▶ _Task goal_: Reproduce all records verbatim.

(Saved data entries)
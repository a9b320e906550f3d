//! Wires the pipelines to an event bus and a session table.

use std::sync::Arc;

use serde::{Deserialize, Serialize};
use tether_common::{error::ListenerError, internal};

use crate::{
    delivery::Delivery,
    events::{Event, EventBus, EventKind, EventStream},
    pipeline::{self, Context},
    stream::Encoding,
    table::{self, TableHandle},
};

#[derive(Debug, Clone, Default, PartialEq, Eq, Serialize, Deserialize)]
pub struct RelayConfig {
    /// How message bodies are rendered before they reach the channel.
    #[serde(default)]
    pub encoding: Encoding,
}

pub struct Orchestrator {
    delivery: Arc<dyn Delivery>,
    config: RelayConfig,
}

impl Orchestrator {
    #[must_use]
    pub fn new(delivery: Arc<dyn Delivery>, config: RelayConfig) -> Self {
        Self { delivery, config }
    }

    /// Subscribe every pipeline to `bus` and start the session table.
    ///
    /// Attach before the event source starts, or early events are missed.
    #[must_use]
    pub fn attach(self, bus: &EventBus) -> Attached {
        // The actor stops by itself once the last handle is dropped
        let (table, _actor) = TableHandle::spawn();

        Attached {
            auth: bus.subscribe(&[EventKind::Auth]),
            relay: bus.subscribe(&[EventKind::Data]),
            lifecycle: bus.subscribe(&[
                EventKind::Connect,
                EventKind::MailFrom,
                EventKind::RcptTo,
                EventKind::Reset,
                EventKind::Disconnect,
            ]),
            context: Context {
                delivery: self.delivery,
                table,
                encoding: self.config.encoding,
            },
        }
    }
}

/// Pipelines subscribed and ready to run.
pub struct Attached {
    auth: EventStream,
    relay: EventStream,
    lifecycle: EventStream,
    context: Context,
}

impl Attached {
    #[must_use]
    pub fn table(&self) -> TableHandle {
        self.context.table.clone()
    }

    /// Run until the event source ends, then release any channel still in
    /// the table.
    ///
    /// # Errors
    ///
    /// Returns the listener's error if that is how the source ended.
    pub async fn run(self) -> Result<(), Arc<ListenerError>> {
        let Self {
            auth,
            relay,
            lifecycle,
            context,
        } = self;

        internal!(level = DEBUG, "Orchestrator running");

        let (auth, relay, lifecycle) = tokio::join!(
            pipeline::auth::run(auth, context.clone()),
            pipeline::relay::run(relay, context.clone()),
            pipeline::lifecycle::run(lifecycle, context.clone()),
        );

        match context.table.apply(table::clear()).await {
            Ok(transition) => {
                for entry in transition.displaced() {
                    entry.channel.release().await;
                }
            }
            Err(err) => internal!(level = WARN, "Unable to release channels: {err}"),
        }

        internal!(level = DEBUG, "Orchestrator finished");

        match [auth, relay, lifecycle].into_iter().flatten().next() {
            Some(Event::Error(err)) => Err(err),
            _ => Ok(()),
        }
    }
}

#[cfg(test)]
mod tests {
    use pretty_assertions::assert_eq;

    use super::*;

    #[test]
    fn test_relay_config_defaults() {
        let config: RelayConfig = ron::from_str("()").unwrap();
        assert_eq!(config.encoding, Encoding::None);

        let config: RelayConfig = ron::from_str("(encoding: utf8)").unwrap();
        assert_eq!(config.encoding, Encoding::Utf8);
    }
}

▶ _Result of the task_:
repository a9b320e906550f3d
//! Wires the pipelines to an event bus and a session table.

use std::sync::Arc;

use serde::{Deserialize, Serialize};
use tether_common::{error::ListenerError, internal};

use crate::{
    delivery::Delivery,
    events::{Event, EventBus, EventKind, EventStream},
    pipeline::{self, Context},
    stream::Encoding,
    table::{self, TableHandle},
};

#[derive(Debug, Clone, Default, PartialEq, Eq, Serialize, Deserialize)]
pub struct RelayConfig {
    /// How message bodies are rendered before they reach the channel.
    #[serde(default)]
    pub encoding: Encoding,
}

pub struct Orchestrator {
    delivery: Arc<dyn Delivery>,
    config: RelayConfig,
}

impl Orchestrator {
    #[must_use]
    pub fn new(delivery: Arc<dyn Delivery>, config: RelayConfig) -> Self {
        Self { delivery, config }
    }

    /// Subscribe every pipeline to `bus` and start the session table.
    ///
    /// Attach before the event source starts, or early events are missed.
    #[must_use]
    pub fn attach(self, bus: &EventBus) -> Attached {
        // The actor stops by itself once the last handle is dropped
        let (table, _actor) = TableHandle::spawn();

        Attached {
            auth: bus.subscribe(&[EventKind::Auth]),
            relay: bus.subscribe(&[EventKind::Data]),
            lifecycle: bus.subscribe(&[
                EventKind::Connect,
                EventKind::MailFrom,
                EventKind::RcptTo,
                EventKind::Reset,
                EventKind::Disconnect,
            ]),
            context: Context {
                delivery: self.delivery,
                table,
                encoding: self.config.encoding,
            },
        }
    }
}

/// Pipelines subscribed and ready to run.
pub struct Attached {
    auth: EventStream,
    relay: EventStream,
    lifecycle: EventStream,
    context: Context,
}

impl Attached {
    #[must_use]
    pub fn table(&self) -> TableHandle {
        self.context.table.clone()
    }

    /// Run until the event source ends, then release any channel still in
    /// the table.
    ///
    /// # Errors
    ///
    /// Returns the listener's error if that is how the source ended.
    pub async fn run(self) -> Result<(), Arc<ListenerError>> {
        let Self {
            auth,
            relay,
            lifecycle,
            context,
        } = self;

        internal!(level = DEBUG, "Orchestrator running");

        let (auth, relay, lifecycle) = tokio::join!(
            pipeline::auth::run(auth, context.clone()),
            pipeline::relay::run(relay, context.clone()),
            pipeline::lifecycle::run(lifecycle, context.clone()),
        );

        match context.table.apply(table::clear()).await {
            Ok(transition) => {
                for entry in transition.displaced() {
                    entry.channel.release().await;
                }
            }
            Err(err) => internal!(level = WARN, "Unable to release channels: {err}"),
        }

        internal!(level = DEBUG, "Orchestrator finished");

        match [auth, relay, lifecycle].into_iter().flatten().next() {
            Some(Event::Error(err)) => Err(err),
            _ => Ok(()),
        }
    }
}

#[cfg(test)]
mod tests {
    use pretty_assertions::assert_eq;

    use super::*;

    #[test]
    fn test_relay_config_defaults() {
        let config: RelayConfig = ron::from_str("()").unwrap();
        assert_eq!(config.encoding, Encoding::None);

        let config: RelayConfig = ron::from_str("(encoding: utf8)").unwrap();
        assert_eq!(config.encoding, Encoding::Utf8);
    }
}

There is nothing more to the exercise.